-- Provided data follows --
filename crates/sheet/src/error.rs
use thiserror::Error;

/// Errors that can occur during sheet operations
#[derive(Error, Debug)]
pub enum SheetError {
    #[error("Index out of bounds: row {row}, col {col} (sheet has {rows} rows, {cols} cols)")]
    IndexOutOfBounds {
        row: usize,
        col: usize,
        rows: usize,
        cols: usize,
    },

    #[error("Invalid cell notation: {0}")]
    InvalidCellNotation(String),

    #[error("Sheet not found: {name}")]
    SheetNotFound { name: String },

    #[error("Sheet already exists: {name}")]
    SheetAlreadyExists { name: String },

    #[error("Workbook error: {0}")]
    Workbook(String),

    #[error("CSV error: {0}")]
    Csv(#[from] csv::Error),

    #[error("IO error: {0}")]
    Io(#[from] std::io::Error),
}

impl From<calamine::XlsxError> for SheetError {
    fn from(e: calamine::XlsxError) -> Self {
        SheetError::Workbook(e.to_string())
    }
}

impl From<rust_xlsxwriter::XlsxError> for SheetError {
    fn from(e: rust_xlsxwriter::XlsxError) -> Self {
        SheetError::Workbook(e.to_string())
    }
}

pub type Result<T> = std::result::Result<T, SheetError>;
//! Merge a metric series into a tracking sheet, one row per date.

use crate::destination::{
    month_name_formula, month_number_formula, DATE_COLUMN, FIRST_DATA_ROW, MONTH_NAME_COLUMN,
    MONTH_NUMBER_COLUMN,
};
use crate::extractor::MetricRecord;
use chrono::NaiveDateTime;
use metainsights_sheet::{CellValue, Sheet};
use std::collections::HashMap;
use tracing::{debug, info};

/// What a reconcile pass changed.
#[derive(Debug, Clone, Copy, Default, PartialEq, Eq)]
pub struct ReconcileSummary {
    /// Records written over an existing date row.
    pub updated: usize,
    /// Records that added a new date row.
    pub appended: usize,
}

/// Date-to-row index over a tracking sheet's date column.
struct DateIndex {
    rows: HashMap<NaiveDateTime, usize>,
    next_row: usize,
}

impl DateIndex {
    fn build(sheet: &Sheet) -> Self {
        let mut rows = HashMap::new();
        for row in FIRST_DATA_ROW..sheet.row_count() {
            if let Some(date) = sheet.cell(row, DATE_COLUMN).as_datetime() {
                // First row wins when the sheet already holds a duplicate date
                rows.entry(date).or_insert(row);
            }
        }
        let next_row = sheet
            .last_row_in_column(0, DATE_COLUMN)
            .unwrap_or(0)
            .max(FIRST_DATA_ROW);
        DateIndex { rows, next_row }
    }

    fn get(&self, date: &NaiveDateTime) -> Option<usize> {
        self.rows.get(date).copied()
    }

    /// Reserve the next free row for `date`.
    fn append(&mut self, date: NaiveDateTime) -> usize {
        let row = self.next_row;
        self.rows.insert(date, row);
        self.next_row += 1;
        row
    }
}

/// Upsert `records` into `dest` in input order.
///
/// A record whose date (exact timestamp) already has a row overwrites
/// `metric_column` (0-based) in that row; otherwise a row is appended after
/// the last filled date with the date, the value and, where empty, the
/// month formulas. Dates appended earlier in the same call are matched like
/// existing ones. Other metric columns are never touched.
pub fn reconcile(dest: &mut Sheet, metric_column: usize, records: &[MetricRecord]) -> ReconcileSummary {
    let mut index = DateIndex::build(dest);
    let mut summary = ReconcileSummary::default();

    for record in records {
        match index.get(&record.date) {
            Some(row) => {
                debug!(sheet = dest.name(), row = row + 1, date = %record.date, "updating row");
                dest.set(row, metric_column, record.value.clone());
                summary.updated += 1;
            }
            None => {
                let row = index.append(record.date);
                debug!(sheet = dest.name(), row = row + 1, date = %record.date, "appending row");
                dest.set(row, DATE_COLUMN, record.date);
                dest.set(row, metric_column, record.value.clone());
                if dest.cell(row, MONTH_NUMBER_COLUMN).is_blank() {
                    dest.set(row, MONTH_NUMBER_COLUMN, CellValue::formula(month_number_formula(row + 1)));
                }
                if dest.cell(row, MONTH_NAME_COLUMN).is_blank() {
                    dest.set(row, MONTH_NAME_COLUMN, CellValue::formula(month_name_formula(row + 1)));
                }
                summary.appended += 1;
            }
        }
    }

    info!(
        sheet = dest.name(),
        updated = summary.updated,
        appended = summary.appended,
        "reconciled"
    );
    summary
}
-- Provided data concluded --
-- Provided data follows --
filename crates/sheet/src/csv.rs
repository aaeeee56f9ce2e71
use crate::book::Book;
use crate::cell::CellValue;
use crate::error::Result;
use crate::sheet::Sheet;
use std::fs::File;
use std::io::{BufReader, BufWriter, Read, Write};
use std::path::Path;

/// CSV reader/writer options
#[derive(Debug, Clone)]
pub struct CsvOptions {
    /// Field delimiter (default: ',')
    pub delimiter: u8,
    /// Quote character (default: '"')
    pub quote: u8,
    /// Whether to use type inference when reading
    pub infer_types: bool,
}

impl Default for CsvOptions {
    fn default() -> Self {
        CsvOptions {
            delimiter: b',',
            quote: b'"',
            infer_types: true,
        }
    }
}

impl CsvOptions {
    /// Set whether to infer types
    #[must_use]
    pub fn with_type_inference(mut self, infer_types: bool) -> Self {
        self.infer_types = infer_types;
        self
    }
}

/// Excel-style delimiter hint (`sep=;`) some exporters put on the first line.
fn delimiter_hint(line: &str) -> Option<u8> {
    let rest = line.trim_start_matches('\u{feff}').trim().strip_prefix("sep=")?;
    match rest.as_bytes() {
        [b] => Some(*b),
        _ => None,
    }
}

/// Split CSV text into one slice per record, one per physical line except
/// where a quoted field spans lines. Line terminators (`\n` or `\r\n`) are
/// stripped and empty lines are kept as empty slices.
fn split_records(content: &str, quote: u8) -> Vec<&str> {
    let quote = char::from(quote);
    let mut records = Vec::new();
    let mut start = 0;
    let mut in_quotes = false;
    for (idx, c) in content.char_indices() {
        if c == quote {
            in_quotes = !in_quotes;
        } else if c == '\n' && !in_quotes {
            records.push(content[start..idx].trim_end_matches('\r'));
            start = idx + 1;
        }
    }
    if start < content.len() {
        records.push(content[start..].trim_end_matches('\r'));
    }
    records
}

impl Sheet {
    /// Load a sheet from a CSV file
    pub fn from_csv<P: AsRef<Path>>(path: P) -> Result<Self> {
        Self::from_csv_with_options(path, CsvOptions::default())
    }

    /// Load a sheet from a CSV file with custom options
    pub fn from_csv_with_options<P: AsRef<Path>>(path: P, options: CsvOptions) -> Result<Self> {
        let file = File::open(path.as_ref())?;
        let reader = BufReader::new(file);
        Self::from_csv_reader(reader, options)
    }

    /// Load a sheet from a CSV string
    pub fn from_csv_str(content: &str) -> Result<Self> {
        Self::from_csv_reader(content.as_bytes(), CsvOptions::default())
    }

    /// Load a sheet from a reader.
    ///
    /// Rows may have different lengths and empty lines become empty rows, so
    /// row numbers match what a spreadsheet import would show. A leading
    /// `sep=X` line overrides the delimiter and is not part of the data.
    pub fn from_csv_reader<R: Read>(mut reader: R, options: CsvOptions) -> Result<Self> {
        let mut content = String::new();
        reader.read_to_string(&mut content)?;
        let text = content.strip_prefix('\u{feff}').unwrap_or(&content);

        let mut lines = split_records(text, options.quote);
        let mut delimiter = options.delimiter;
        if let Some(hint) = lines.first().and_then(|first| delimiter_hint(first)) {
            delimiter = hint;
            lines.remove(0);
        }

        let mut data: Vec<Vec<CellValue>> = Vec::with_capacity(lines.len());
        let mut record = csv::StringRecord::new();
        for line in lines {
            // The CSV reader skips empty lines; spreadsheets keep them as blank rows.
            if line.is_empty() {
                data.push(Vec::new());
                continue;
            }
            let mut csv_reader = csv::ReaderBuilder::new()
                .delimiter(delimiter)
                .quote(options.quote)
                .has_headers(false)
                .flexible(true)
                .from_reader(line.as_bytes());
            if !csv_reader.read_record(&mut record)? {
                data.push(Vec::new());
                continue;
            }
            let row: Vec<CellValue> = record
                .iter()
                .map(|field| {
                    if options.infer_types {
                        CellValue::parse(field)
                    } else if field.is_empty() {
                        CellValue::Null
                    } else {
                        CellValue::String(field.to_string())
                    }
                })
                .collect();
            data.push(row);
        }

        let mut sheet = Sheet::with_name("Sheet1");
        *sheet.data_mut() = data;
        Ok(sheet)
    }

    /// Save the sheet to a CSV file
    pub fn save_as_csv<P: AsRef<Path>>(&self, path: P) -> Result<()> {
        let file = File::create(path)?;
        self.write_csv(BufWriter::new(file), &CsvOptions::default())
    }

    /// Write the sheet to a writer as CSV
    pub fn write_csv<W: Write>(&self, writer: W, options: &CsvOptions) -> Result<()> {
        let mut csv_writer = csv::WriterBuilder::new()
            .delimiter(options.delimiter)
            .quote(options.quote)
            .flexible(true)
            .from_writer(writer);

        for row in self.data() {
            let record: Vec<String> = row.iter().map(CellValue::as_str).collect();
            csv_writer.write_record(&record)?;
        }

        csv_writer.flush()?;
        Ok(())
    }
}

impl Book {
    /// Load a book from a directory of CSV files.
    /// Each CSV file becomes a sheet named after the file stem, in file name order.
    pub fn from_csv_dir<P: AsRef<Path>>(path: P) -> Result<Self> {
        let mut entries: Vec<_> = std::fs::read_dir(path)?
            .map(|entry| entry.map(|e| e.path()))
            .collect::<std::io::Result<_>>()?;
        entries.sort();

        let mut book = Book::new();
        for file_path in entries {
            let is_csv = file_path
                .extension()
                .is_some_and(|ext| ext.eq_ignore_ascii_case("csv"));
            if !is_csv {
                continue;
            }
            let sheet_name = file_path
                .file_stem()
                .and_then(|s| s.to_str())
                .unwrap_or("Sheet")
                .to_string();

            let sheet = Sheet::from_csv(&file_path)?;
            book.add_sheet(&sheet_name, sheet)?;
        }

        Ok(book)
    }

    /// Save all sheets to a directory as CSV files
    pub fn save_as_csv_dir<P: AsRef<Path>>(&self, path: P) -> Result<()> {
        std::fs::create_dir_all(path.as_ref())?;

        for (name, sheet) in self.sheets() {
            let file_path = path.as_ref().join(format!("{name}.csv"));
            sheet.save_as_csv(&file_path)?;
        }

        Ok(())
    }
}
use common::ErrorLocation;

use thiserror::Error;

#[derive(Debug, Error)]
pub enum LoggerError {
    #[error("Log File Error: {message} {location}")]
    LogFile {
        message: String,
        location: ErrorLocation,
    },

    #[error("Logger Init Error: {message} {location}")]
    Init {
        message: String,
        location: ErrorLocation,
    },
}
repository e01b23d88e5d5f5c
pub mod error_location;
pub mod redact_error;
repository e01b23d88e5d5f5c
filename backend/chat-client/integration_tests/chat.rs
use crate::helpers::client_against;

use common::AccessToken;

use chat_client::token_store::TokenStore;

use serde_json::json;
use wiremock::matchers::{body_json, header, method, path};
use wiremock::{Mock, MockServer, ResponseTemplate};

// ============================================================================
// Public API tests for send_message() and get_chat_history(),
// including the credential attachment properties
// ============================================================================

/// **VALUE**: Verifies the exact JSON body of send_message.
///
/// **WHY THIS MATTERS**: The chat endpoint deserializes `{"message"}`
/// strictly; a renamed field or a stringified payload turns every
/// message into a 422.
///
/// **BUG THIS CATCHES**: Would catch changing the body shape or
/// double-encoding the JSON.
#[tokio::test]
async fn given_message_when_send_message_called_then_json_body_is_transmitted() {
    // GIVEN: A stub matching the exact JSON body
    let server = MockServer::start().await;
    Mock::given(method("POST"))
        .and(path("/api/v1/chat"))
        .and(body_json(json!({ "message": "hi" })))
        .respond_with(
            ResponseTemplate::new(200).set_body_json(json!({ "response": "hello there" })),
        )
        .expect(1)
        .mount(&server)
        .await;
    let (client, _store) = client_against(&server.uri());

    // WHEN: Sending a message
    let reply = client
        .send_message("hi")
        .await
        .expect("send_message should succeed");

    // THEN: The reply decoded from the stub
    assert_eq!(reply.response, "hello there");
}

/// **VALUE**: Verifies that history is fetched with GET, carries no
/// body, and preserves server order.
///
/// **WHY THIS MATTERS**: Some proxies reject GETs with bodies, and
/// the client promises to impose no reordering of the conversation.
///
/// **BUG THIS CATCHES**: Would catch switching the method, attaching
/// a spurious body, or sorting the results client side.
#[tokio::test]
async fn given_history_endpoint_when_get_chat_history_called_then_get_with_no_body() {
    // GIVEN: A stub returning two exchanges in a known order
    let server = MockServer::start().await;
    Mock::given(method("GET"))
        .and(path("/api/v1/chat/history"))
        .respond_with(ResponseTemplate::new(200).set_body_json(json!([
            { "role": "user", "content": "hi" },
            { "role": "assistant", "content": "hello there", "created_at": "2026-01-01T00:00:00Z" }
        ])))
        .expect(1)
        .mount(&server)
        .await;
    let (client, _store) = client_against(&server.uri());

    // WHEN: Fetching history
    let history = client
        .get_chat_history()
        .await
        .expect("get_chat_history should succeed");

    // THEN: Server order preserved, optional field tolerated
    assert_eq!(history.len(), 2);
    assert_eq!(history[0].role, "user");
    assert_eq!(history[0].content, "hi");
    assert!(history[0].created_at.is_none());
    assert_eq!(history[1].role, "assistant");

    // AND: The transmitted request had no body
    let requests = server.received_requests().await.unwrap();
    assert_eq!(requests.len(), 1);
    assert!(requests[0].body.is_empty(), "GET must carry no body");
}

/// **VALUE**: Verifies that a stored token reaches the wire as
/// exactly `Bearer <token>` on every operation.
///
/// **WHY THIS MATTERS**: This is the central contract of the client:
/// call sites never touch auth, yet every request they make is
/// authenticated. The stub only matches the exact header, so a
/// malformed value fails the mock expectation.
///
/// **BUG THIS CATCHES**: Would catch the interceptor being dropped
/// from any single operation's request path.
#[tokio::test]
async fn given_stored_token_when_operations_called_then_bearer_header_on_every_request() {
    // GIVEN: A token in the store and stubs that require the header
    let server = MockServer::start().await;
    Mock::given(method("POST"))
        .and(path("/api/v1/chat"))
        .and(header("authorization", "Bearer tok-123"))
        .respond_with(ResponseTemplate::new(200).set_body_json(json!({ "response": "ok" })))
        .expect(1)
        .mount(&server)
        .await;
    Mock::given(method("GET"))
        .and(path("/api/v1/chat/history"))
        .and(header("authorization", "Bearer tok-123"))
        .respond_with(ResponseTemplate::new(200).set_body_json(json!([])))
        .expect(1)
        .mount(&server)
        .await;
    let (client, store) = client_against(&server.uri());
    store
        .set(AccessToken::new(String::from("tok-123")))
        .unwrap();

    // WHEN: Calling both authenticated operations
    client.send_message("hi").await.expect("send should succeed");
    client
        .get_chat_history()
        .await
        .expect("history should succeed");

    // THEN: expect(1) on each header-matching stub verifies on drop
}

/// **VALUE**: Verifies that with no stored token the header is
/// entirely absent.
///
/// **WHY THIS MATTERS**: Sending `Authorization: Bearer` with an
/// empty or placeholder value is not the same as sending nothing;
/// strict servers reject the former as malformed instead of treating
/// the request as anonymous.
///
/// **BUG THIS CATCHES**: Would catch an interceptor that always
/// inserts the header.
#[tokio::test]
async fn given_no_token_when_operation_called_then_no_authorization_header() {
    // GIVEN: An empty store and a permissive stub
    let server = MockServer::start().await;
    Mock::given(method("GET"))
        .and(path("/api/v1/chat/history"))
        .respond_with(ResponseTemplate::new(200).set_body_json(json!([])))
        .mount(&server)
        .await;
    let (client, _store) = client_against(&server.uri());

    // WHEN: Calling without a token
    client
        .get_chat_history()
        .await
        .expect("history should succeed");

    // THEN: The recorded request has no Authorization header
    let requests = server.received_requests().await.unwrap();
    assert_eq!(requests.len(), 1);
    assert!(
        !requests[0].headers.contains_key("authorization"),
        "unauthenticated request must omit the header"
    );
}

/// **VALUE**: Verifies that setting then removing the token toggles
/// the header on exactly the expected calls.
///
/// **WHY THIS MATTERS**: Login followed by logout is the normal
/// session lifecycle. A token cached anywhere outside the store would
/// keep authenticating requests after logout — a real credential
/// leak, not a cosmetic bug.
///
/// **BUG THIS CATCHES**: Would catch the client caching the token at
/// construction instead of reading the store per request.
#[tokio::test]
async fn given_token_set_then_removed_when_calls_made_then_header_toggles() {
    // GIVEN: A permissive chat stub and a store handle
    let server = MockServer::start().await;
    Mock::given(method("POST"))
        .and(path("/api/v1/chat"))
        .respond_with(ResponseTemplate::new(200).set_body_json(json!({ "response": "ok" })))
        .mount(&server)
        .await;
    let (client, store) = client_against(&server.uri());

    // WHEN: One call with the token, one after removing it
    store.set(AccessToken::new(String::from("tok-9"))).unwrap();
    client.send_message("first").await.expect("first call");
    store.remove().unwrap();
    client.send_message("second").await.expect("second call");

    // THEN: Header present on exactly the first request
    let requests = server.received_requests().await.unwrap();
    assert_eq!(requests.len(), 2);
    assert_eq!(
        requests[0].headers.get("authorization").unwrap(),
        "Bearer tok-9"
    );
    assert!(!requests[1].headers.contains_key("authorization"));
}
-- Provided data concluded --
» **Task goal**
Copy out all lines of the material above in which "MATTERS" occurs.

» **Solution for this exercise**
/// **WHY THIS MATTERS**: The chat endpoint deserializes `{"message"}`
/// **WHY THIS MATTERS**: Some proxies reject GETs with bodies, and
/// **WHY THIS MATTERS**: This is the central contract of the client:
/// **WHY THIS MATTERS**: Sending `Authorization: Bearer` with an
/// **WHY THIS MATTERS**: Login followed by logout is the normal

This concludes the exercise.